Consider the traditional alternative. A system like AgenticOS — 10 services, event sourcing, distributed execution, a visual editor, secret management, CLI, Telegram integration, full observability — would traditionally require a team of 8-10 engineers working 18-24 months. Millions in salary. Months of coordination overhead. Meeting-driven architecture decisions.

The human-in-the-loop model compresses this. Not by cutting corners, but by eliminating the communication overhead that dominates traditional teams. There’s no “let me sync with the backend team” when the same orchestrator holds the full context. There’s no “we’ll discuss this in the architecture review” when the architecture agent and the review agent can iterate in the same afternoon. The half-day sprint becomes possible because the bottleneck is no longer parallel human coordination — it’s sequential human judgment.
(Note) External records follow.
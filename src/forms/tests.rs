use super::*;
use crate::config::AppConfig;
use crate::web::http::MockHttpClient;
use crate::web::storage::MemoryStorage;
use auth_portal_shared::User;
use serde_json::json;

// =========================================================
// 辅助函数
// =========================================================

const TOKEN_URL: &str = "/api/token";
const SIGNUP_URL: &str = "/api/signup";

fn create_api(client: MockHttpClient) -> AuthApi<MockHttpClient> {
    AuthApi::new(AppConfig::default(), client)
}

fn login_request() -> LoginRequest {
    LoginRequest::new("ana", "secret")
}

fn signup_request() -> SignupRequest {
    SignupRequest::new("ana", "a@x.com", "secret")
}

fn ana() -> User {
    User {
        id: 1,
        username: "ana".to_string(),
        email: "a@x.com".to_string(),
    }
}

// =========================================================
// FormController 测试
// =========================================================

#[test]
fn test_begin_clears_previous_notice() {
    let mut form = FormController::default();
    form.finish(Some(Notice::Error("bad credentials".to_string())));

    assert!(form.begin());
    assert!(form.is_busy());
    assert_eq!(form.notice(), None);
}

#[test]
fn test_begin_refused_while_busy() {
    let mut form = FormController::default();
    assert!(form.begin());
    assert!(!form.begin());

    form.finish(None);
    assert!(!form.is_busy());
    assert!(form.begin());
}

// =========================================================
// 登录测试
// =========================================================

#[tokio::test]
async fn test_login_success_persists_session() {
    let client = MockHttpClient::new();
    client.mock_response(
        TOKEN_URL,
        200,
        json!({"token": "t1", "user": {"id": 1, "username": "ana", "email": "a@x.com"}}),
    );
    let api = create_api(client);
    let store = SessionStore::new(MemoryStorage::new());

    let outcome = LoginFlow::submit(&api, &store, &login_request()).await;

    assert_eq!(outcome, FormOutcome::LoggedIn);
    assert_eq!(outcome.next_route(), Some(AppRoute::Private));
    assert_eq!(store.token().as_deref(), Some("t1"));
    assert_eq!(store.user(), Some(ana()));
}

#[tokio::test]
async fn test_login_success_with_flat_response() {
    let client = MockHttpClient::new();
    client.mock_response(
        TOKEN_URL,
        200,
        json!({"token": "t1", "user_id": 1, "username": "ana"}),
    );
    let api = create_api(client);
    let store = SessionStore::new(MemoryStorage::new());

    let outcome = LoginFlow::submit(&api, &store, &login_request()).await;

    assert_eq!(outcome, FormOutcome::LoggedIn);
    assert_eq!(store.user().map(|u| u.username), Some("ana".to_string()));
}

#[tokio::test]
async fn test_login_rejected_shows_backend_message() {
    let client = MockHttpClient::new();
    client.mock_response(TOKEN_URL, 401, json!({"msg": "bad credentials"}));
    let api = create_api(client);
    let store = SessionStore::new(MemoryStorage::new());
    let form = RefCell::new(FormController::default());

    let outcome = run_submit(&form, LoginFlow::submit(&api, &store, &login_request())).await;

    assert_eq!(outcome, Some(FormOutcome::Failed("bad credentials".to_string())));
    assert_eq!(outcome.unwrap().next_route(), None);
    // 表单重新启用，提示保留
    let form = form.borrow();
    assert!(!form.is_busy());
    assert_eq!(
        form.notice(),
        Some(&Notice::Error("bad credentials".to_string()))
    );
    assert_eq!(store.token(), None);
}

#[tokio::test]
async fn test_login_rejected_without_body_uses_fallback() {
    let client = MockHttpClient::new();
    client.mock_raw_response(TOKEN_URL, 500, "Internal Server Error");
    let api = create_api(client);
    let store = SessionStore::new(MemoryStorage::new());

    let outcome = LoginFlow::submit(&api, &store, &login_request()).await;
    assert_eq!(outcome, FormOutcome::Failed(LOGIN_FAILED.to_string()));
}

#[tokio::test]
async fn test_login_rejected_with_unreadable_body_uses_fallback() {
    let client = MockHttpClient::new();
    client.mock_unreadable_body(TOKEN_URL, 401);
    let api = create_api(client);
    let store = SessionStore::new(MemoryStorage::new());

    let outcome = LoginFlow::submit(&api, &store, &login_request()).await;
    assert_eq!(outcome, FormOutcome::Failed(LOGIN_FAILED.to_string()));
    assert_eq!(store.token(), None);
}

#[tokio::test]
async fn test_login_network_failure() {
    let client = MockHttpClient::new();
    client.mock_network_failure(TOKEN_URL);
    let api = create_api(client);
    let store = SessionStore::new(MemoryStorage::new());

    let outcome = LoginFlow::submit(&api, &store, &login_request()).await;
    assert_eq!(
        outcome,
        FormOutcome::Failed("Network error, please try again.".to_string())
    );
    assert_eq!(store.token(), None);
}

#[tokio::test]
async fn test_login_response_without_user_is_failure() {
    let client = MockHttpClient::new();
    client.mock_response(TOKEN_URL, 200, json!({"token": "t1"}));
    let api = create_api(client);
    let store = SessionStore::new(MemoryStorage::new());

    let outcome = LoginFlow::submit(&api, &store, &login_request()).await;
    assert_eq!(outcome, FormOutcome::Failed(LOGIN_FAILED.to_string()));
    assert_eq!(store.token(), None);
}

#[tokio::test]
async fn test_duplicate_submit_issues_single_request() {
    let client = MockHttpClient::new().with_latency();
    client.mock_response(
        TOKEN_URL,
        200,
        json!({"token": "t1", "user": {"id": 1, "username": "ana", "email": "a@x.com"}}),
    );
    let api = create_api(client);
    let store = SessionStore::new(MemoryStorage::new());
    let form = RefCell::new(FormController::default());

    let request = login_request();
    let first = run_submit(&form, LoginFlow::submit(&api, &store, &request));
    let second = run_submit(&form, LoginFlow::submit(&api, &store, &request));
    let (first, second) = futures::join!(first, second);

    assert_eq!(first, Some(FormOutcome::LoggedIn));
    assert_eq!(second, None);
    assert_eq!(api.client().request_count(), 1);
    assert!(!form.borrow().is_busy());
}

#[tokio::test]
async fn test_retry_after_failure_clears_message() {
    let client = MockHttpClient::new();
    client.mock_response(TOKEN_URL, 401, json!({"msg": "bad credentials"}));
    let api = create_api(client);
    let store = SessionStore::new(MemoryStorage::new());
    let form = RefCell::new(FormController::default());

    run_submit(&form, LoginFlow::submit(&api, &store, &login_request())).await;
    assert!(form.borrow().notice().is_some());

    api.client().mock_response(
        TOKEN_URL,
        200,
        json!({"token": "t2", "user": {"id": 1, "username": "ana", "email": "a@x.com"}}),
    );
    let outcome = run_submit(&form, LoginFlow::submit(&api, &store, &login_request())).await;

    assert_eq!(outcome, Some(FormOutcome::LoggedIn));
    assert_eq!(form.borrow().notice(), None);
    assert_eq!(api.client().request_count(), 2);
}

// =========================================================
// 注册测试
// =========================================================

#[tokio::test]
async fn test_signup_success_schedules_login_redirect() {
    let client = MockHttpClient::new();
    client.mock_response(
        SIGNUP_URL,
        201,
        json!({"message": "User created successfully", "user": {"id": 1, "username": "ana", "email": "a@x.com"}}),
    );
    let api = create_api(client);
    let delay = Duration::from_millis(1000);

    let outcome = SignupFlow::submit(&api, &signup_request(), delay).await;

    assert_eq!(
        outcome,
        FormOutcome::Registered {
            message: SIGNUP_SUCCEEDED.to_string(),
            redirect_after: delay,
        }
    );
    assert_eq!(outcome.next_route(), Some(AppRoute::Login));
    assert_eq!(
        outcome.notice(),
        Some(Notice::Success("Account created successfully!".to_string()))
    );
}

#[tokio::test]
async fn test_signup_success_keeps_form_on_page_with_message() {
    let client = MockHttpClient::new();
    client.mock_response(SIGNUP_URL, 201, json!({}));
    let api = create_api(client);
    let form = RefCell::new(FormController::default());

    let outcome = run_submit(
        &form,
        SignupFlow::submit(&api, &signup_request(), Duration::ZERO),
    )
    .await;

    assert!(matches!(outcome, Some(FormOutcome::Registered { .. })));
    let form = form.borrow();
    assert!(!form.is_busy());
    assert_eq!(
        form.notice(),
        Some(&Notice::Success(SIGNUP_SUCCEEDED.to_string()))
    );
}

#[tokio::test]
async fn test_signup_conflict_message() {
    let client = MockHttpClient::new();
    client.mock_response(
        SIGNUP_URL,
        409,
        json!({"error": "username or email already exists"}),
    );
    let api = create_api(client);

    let outcome = SignupFlow::submit(&api, &signup_request(), Duration::ZERO).await;
    assert_eq!(
        outcome,
        FormOutcome::Failed("username or email already exists".to_string())
    );
}

#[tokio::test]
async fn test_signup_falls_back_to_msg_then_generic() {
    let client = MockHttpClient::new();
    client.mock_response(SIGNUP_URL, 400, json!({"msg": "email is required"}));
    let api = create_api(client);

    let outcome = SignupFlow::submit(&api, &signup_request(), Duration::ZERO).await;
    assert_eq!(outcome, FormOutcome::Failed("email is required".to_string()));

    api.client().mock_raw_response(SIGNUP_URL, 400, "");
    let outcome = SignupFlow::submit(&api, &signup_request(), Duration::ZERO).await;
    assert_eq!(outcome, FormOutcome::Failed(SIGNUP_FAILED.to_string()));
}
Cross-model review deserves special mention. When one AI model implements a feature and a different model reviews it, you get genuine second opinions. Not because the models have different “personalities” — but because they have different training data, different architectures, different failure modes, and different blind spots. A bug that Claude Sonnet introduces, Gemini catches. An over-abstraction that one model creates, Codex flags as unnecessary. Code generated by one provider gets stress-tested by another. This isn’t rubber-stamp review. It’s adversarial quality improvement across provider boundaries.

Getting Started

The fastest path to running AgenticOS is the hub-only Docker Compose deployment. Every service pulls from Docker Hub — no compilation, no build tools, no JDK required.

# Clone the repository
git clone https://github.com/alexejsailer/agentic-nets.git
cd agentic-nets/deployment

# Configure environment
cp .env.template .env
# Edit .env with your settings (LLM provider, API keys, etc.)

# Start everything
docker compose -f docker-compose.hub-only.yml up -d

# GUI:      http://localhost:4200
# Grafana:  http://localhost:3000 (admin/admin)
# Node API: http://localhost:8080
# Master:   http://localhost:8082

For contributors who want to modify the source-available services, the hybrid deployment builds those locally while pulling closed-source images from Docker Hub:

# Hybrid mode: build OSS locally, pull core from Hub
docker compose up -d

The repository is available on GitHub this week. Star it, clone it, break it, build on it.

What’s Next

Community contributions — The source-available services are ready for pull requests. Build new executors, add CLI providers, extend the Telegram bot, improve the monitoring dashboards.
Production deployment guides — Kubernetes manifests, cloud provider templates, and operational runbooks are coming. AgenticOS already runs in Docker Compose; production-grade deployment documentation is next.
More transition types — The seven types cover a wide range, but the inscription model is extensible. WebSocket transitions, scheduled triggers, and event-driven transitions are on the roadmap.
Cluster mode — Multi-node master clustering for high availability and horizontal scaling. The consensus infrastructure already exists (sa-consensus); integration with the transition engine is the next step.
Blog series continues — Deep dives into Agentic-Net patterns, the Reflexive Brain, ArcQL query strategies, and real-world agentic process examples.

AgenticOS was built using the human-in-the-loop multi-agent development pattern described in this article. Every service, every line of architecture, every deployment config was created through collaboration between a human orchestrator and AI agents — primarily using Claude (Anthropic) with models including Claude Opus and Claude Sonnet, alongside OpenAI Codex for autonomous sandboxed execution and Google Gemini 2.x for cross-provider validation. The system you’re reading about was built by the process it describes.